Problem to work on => Every line of the entries below from the one containing "see license.md file" to the one containing "flat.set_type(ty);", both ends included, must be written out exactly. No other line belongs in the answer.

(Beginning of Material supplied)

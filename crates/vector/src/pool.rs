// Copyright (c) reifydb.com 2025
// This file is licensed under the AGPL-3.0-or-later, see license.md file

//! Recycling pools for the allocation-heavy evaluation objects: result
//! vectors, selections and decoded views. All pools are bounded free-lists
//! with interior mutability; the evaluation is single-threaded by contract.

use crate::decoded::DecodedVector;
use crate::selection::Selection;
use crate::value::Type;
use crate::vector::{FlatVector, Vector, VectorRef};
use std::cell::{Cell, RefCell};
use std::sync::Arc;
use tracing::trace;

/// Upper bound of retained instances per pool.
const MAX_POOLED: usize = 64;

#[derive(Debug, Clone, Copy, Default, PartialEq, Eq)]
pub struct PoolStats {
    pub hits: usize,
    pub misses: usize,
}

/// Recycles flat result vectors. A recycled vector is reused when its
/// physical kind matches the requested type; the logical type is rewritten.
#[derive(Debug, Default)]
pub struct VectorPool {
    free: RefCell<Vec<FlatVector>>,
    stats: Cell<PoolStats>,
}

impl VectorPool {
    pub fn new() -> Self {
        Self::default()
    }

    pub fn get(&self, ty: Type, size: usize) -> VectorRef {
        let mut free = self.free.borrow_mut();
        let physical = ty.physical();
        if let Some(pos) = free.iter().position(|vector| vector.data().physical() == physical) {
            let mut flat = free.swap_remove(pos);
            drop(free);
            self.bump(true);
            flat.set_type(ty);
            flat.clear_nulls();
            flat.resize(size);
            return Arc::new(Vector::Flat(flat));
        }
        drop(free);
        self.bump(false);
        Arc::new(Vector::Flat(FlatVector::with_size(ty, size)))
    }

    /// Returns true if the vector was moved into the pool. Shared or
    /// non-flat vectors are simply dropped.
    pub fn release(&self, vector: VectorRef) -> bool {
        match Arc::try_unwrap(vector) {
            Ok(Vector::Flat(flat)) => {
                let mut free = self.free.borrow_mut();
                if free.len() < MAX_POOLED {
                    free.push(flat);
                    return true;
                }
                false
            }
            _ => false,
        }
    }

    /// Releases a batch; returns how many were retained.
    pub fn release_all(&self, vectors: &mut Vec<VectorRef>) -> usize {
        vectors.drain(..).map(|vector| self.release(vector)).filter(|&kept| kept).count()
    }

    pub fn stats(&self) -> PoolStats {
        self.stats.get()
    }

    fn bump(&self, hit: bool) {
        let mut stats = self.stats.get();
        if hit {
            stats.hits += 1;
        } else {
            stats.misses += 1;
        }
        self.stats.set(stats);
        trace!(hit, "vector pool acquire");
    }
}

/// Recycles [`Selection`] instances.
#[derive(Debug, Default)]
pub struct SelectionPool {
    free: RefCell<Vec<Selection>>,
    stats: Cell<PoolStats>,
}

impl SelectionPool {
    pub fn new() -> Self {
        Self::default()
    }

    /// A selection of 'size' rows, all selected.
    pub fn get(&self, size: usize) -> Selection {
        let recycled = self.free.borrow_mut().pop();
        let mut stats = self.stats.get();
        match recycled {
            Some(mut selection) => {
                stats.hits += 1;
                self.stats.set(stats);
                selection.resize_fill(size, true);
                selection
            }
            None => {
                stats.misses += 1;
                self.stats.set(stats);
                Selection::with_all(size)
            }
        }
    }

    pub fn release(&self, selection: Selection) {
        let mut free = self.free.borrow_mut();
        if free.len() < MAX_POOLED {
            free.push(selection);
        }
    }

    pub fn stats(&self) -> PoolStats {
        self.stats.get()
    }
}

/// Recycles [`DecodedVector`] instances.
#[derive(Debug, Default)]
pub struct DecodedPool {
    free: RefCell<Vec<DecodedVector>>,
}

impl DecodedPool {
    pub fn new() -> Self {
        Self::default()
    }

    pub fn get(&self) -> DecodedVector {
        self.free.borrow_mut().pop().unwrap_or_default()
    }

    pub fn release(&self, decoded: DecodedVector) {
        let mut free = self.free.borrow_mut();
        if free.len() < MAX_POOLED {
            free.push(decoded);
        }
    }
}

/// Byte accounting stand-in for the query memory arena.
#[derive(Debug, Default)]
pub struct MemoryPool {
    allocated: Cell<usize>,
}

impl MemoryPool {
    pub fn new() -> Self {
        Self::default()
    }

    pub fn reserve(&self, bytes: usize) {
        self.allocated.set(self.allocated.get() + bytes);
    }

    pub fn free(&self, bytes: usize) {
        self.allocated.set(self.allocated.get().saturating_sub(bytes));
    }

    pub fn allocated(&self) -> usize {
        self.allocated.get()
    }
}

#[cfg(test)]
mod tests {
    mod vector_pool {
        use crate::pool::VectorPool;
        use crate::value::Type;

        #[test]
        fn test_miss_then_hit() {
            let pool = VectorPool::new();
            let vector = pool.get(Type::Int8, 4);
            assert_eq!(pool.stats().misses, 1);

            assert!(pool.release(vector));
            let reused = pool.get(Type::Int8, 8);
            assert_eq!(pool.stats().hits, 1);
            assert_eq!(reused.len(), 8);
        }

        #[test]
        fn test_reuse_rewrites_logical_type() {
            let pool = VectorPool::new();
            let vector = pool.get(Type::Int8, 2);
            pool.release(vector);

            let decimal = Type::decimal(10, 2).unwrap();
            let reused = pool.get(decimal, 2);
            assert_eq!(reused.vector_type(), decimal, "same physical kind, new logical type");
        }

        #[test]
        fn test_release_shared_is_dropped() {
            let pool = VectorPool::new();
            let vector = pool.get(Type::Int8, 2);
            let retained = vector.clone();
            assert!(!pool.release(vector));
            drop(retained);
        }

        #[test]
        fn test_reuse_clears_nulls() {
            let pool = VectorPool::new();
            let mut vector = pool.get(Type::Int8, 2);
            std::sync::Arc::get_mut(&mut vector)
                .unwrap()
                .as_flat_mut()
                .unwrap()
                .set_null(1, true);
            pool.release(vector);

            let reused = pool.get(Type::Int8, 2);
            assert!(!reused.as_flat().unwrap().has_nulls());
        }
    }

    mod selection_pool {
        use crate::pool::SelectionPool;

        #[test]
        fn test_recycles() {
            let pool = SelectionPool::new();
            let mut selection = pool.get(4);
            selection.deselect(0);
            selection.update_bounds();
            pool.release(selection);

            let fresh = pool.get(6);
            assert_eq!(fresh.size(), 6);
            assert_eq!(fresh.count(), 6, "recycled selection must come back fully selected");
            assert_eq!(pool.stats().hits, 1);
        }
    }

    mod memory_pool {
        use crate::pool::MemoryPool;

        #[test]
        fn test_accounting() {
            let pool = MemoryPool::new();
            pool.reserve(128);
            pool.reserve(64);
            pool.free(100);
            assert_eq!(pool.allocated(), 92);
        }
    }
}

(End of Material supplied)

Your response =>
// This file is licensed under the AGPL-3.0-or-later, see license.md file

//! Recycling pools for the allocation-heavy evaluation objects: result
//! vectors, selections and decoded views. All pools are bounded free-lists
//! with interior mutability; the evaluation is single-threaded by contract.

use crate::decoded::DecodedVector;
use crate::selection::Selection;
use crate::value::Type;
use crate::vector::{FlatVector, Vector, VectorRef};
use std::cell::{Cell, RefCell};
use std::sync::Arc;
use tracing::trace;

/// Upper bound of retained instances per pool.
const MAX_POOLED: usize = 64;

#[derive(Debug, Clone, Copy, Default, PartialEq, Eq)]
pub struct PoolStats {
    pub hits: usize,
    pub misses: usize,
}

/// Recycles flat result vectors. A recycled vector is reused when its
/// physical kind matches the requested type; the logical type is rewritten.
#[derive(Debug, Default)]
pub struct VectorPool {
    free: RefCell<Vec<FlatVector>>,
    stats: Cell<PoolStats>,
}

impl VectorPool {
    pub fn new() -> Self {
        Self::default()
    }

    pub fn get(&self, ty: Type, size: usize) -> VectorRef {
        let mut free = self.free.borrow_mut();
        let physical = ty.physical();
        if let Some(pos) = free.iter().position(|vector| vector.data().physical() == physical) {
            let mut flat = free.swap_remove(pos);
            drop(free);
            self.bump(true);
            flat.set_type(ty);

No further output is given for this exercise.